Sometimes I think the words of our students are the most helpful in sharing the learning that can occur.  With permission, I am going to share a blog excerpt from one of this past spring’s connected-course student participant’s final blog post.

This past semester in class has taught me things I never would have been taught in any other class. The class itself did an amazing job to provide us with content that was important to know but also activities that were interactive and pushed people to think. I swear I had never sat there and taught about life and all its difficulties the way this class pushed me to. I remember being introduced to these issues in the beginning of the semester and learning about some of the reasons why they were started. Since I went into this class blinded, everything seemed so surprising to me. Even the things that seemed to be obvious had me in shock. I always placed a negative connotation on the homeless because of the way the media portrays them and how people talk about them. I was told that these people chose to be unemployed and were lazy for not looking for a job. I quickly learned that the system in which we live forces people to be homeless sometimes. Or that a natural disaster can strike out of nowhere causing an entire city to be without shelter. Or that there could be domestic violence in a household and being homeless would be a better option than killed. So many reasons are behind homeless that I wouldn’t have learned about were it not for this class.
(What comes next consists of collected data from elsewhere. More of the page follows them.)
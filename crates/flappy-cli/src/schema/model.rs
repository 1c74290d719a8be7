use chrono::{DateTime, Utc};
use flappy_training::network::FeedForwardNetwork;
use serde::{Deserialize, Serialize};

/// A trained network as saved by `flappy train`.
#[derive(Debug, Clone, Deserialize, Serialize)]
pub struct NetworkModel {
    pub name: String,
    pub trained_at: DateTime<Utc>,
    /// Number of generations the network was evolved for.
    pub generation: u64,
    pub final_fitness: f32,
    pub network: FeedForwardNetwork,
}
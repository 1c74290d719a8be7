//! The capability surface a decision function must offer to be evolved.
//!
//! The simulation never looks inside a policy. It only needs to:
//!
//! - ask it for a decision ([`Policy::evaluate`])
//! - write back how well its agent did ([`Policy::set_fitness`])
//! - ask it for new policies built from the ranked survivors ([`Policy::produce_offspring`])
//!
//! [`FeedForwardNetwork`](crate::network::FeedForwardNetwork) is the implementation
//! shipped with this crate; anything else implementing the trait can be plugged in.

use flappy_engine::{Action, sensor::Observation};
use rand::Rng;

/// Output above which an agent flaps.
pub const FLAP_THRESHOLD: f32 = 0.5;

/// A pluggable decision function controlling one agent.
pub trait Policy: Sized {
    /// Maps an observation to the single decision output.
    ///
    /// Must be deterministic for fixed internal parameters.
    fn evaluate(&self, inputs: &Observation) -> f32;

    /// Fitness of the agent this policy last controlled.
    fn fitness(&self) -> f32;

    fn set_fitness(&mut self, fitness: f32);

    /// Produces a new policy from `pool`.
    ///
    /// `pool` is the whole scored generation, sorted best first, and is never empty.
    /// How parents are selected from it and how they are combined and mutated is up to
    /// the implementation.
    fn produce_offspring<R>(pool: &[Self], rng: &mut R) -> Self
    where
        R: Rng + ?Sized;
}

/// Turns a policy's output into an action.
///
/// Without an observation (no obstacle ahead) the agent abstains and glides.
pub fn decide<P>(policy: &P, observation: Option<&Observation>) -> Action
where
    P: Policy + ?Sized,
{
    match observation {
        Some(inputs) if policy.evaluate(inputs) > FLAP_THRESHOLD => Action::Flap,
        _ => Action::Glide,
    }
}
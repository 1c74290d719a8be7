use tracing_subscriber::EnvFilter;

mod command;
mod schema;
mod tui;
mod ui;
mod util;

fn main() -> anyhow::Result<()> {
    let args = command::CommandArgs::parse_args();
    init_tracing(args.is_interactive());
    command::run(args)
}

/// Logs go to stderr; `RUST_LOG` overrides the default filter.
///
/// Terminal UIs own the screen, so they log nothing unless asked to.
fn init_tracing(interactive: bool) {
    let default_filter = if interactive { "off" } else { "info" };
    let filter =
        EnvFilter::try_from_default_env().unwrap_or_else(|_| EnvFilter::new(default_filter));
    let _ = tracing_subscriber::fmt()
        .with_env_filter(filter)
        .with_writer(std::io::stderr)
        .with_target(false)
        .try_init();
}
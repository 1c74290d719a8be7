/// Score bookkeeping for a run of obstacles.
///
/// - **Score**: obstacles cleared since the last reset
/// - **High score**: best score seen by this tracker; survives [`reset`](Self::reset)
///
/// # Example
///
/// ```
/// use flappy_engine::FlightStats;
///
/// let mut stats = FlightStats::new();
/// stats.add_cleared(3);
/// stats.reset();
/// stats.add_cleared(1);
///
/// assert_eq!(stats.score(), 1);
/// assert_eq!(stats.high_score(), 3);
/// ```
#[derive(Debug, Clone, Default)]
pub struct FlightStats {
    score: usize,
    high_score: usize,
}

impl FlightStats {
    #[must_use]
    pub const fn new() -> Self {
        Self {
            score: 0,
            high_score: 0,
        }
    }

    #[must_use]
    pub const fn score(&self) -> usize {
        self.score
    }

    #[must_use]
    pub const fn high_score(&self) -> usize {
        self.high_score
    }

    /// Adds cleared obstacles to the score, raising the high score if needed.
    pub fn add_cleared(&mut self, cleared: usize) {
        self.score += cleared;
        self.high_score = self.high_score.max(self.score);
    }

    /// Starts a new run: the score goes back to zero, the high score is kept.
    pub const fn reset(&mut self) {
        self.score = 0;
    }
}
I couldn’t be more grateful for the preparation we had in order to go on the trip. I believe that this class equipped us to be ready for most things that came our way. Especially when it came to learning about personal privilege. I know so many people who don’t think privilege is a thing. During our privilege activity, I realized how even I as a female minority am privileged in at least one aspect. I learned that it takes more than just recognizing personal privileges. That’s only the first step. The way to make a change is to use our personal privileges to help those who don’t share the same privileges. If I were to pick the number one lesson that has stuck with me from the entire trip, it would be that. It’s one that I’ve already created into a habit. I came back to Wichita eager to make sure that my personal privileges were shared with those who don’t have them. I’m a firm believer that doing so will somehow make those with privileges that I don’t have, help me or my loved ones whenever we’re in need.

While this is one example and a positive example of the connected-course at Wichita State University, I hope it can illustrate my belief that everything else that goes into an Alternative Break experience has the potential to create intentional learning with eh aim of increasing civic agency in meaningful ways.  Thanks for your work and contributions to civic learning and the NASPA LEAD community.